Fragile X Syndrome (FXS) is the second most dominant cause of lifelong learning disability and the most common inherited cause of autism. While FXS is explicitly diagnosed in males, females show mild features thus early diagnosis is complicated in areas with no access to genetic testing and molecular diagnosis. Here, we report a case of FXS in a female patient with a rare manifestation of DKA.

Case presentation

This case was a 16-year-old female admitted with unconsciousness and hyperglycemia diagnosed with DKA. Additional physical examination showed signs typical for FXS such as long face, narrow brow, large ears, and connective tissue dysfunction in the form of flat foot and joint hypermobility.
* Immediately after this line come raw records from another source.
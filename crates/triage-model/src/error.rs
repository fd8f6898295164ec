//! Error types for the triage-model crate.

use thiserror::Error;

/// Result type alias for model operations.
pub type ModelResult<T> = Result<T, ModelError>;

/// Errors that can occur while training, saving, or loading a model.
#[derive(Debug, Error)]
pub enum ModelError {
    /// An argument failed pre-flight validation.
    #[error("Invalid argument: {0}")]
    InvalidArgument(String),

    /// A required artifact file is absent.
    #[error("Model artifacts missing: {0}")]
    ArtifactsMissing(String),

    /// Encoding or decoding an artifact failed.
    #[error("Artifact serialization failed: {0}")]
    Serialization(String),

    /// The normal-equations system could not be factorized.
    #[error("Normal equations are not positive definite")]
    NotPositiveDefinite,

    /// I/O error.
    #[error("I/O error: {0}")]
    Io(#[from] std::io::Error),
}

impl ModelError {
    /// Create an invalid argument error.
    pub fn invalid_argument(msg: impl Into<String>) -> Self {
        Self::InvalidArgument(msg.into())
    }

    /// Create a missing artifacts error.
    pub fn artifacts_missing(msg: impl Into<String>) -> Self {
        Self::ArtifactsMissing(msg.into())
    }

    /// Create a serialization error.
    pub fn serialization(msg: impl Into<String>) -> Self {
        Self::Serialization(msg.into())
    }

    /// Check if this error was caused by bad caller input.
    pub fn is_invalid_argument(&self) -> bool {
        matches!(self, Self::InvalidArgument(_))
    }
}
use clap::Parser;
use triage_cli::{Cli, Commands};

#[test]
fn cli_parses_train_flags() {
    let cli = Cli::parse_from([
        "triage",
        "train",
        "--seed",
        "11",
        "--model",
        "ridge",
        "--output-dir",
        "/tmp/triage-test",
    ]);
    match cli.command {
        Commands::Train(cmd) => {
            assert_eq!(cmd.seed, 11);
            assert_eq!(cmd.output_dir, std::path::PathBuf::from("/tmp/triage-test"));
        }
        other => panic!("expected train, got {other:?}"),
    }
}

#[tokio::test]
async fn parsed_train_command_writes_readable_metrics() {
    let dir = tempfile::tempdir().unwrap();
    let dir_arg = dir.path().to_str().unwrap();

    let cli = Cli::parse_from(["triage", "train", "--output-dir", dir_arg, "--seed", "3"]);
    match cli.command {
        Commands::Train(cmd) => cmd.run().await.unwrap(),
        other => panic!("expected train, got {other:?}"),
    }

    let raw = std::fs::read_to_string(dir.path().join("metrics.json")).unwrap();
    let metrics: serde_json::Value = serde_json::from_str(&raw).unwrap();
    assert_eq!(metrics["seed"], 3);
    assert_eq!(metrics["model"], "linear");
    assert!(metrics["rmse"].as_f64().unwrap() > 0.0);
    assert_eq!(
        metrics["n_train"].as_u64().unwrap() + metrics["n_test"].as_u64().unwrap(),
        442
    );
}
Due to limited resources molecular testing was not done, but clinical index of suspicion for FXS was high given the family history and physical examination.

Discussion

This case portrays the key signs and symptoms in diagnosing FXS in females as most of these signs are likely to be mild. This form of presentation with DKA is not usual in patients diagnosed with FXS and should serve as a reminder that there may be rare association. The absence of genetic testing in low income areas exacerbates the problem of diagnosis.

Conclusion

This case demonstrates that, despite the absence of genetic confirmation, symptoms of this condition can be identified in a patient early enough, and the results can be improved. Family history and the physical examination should be emphasized in these situations.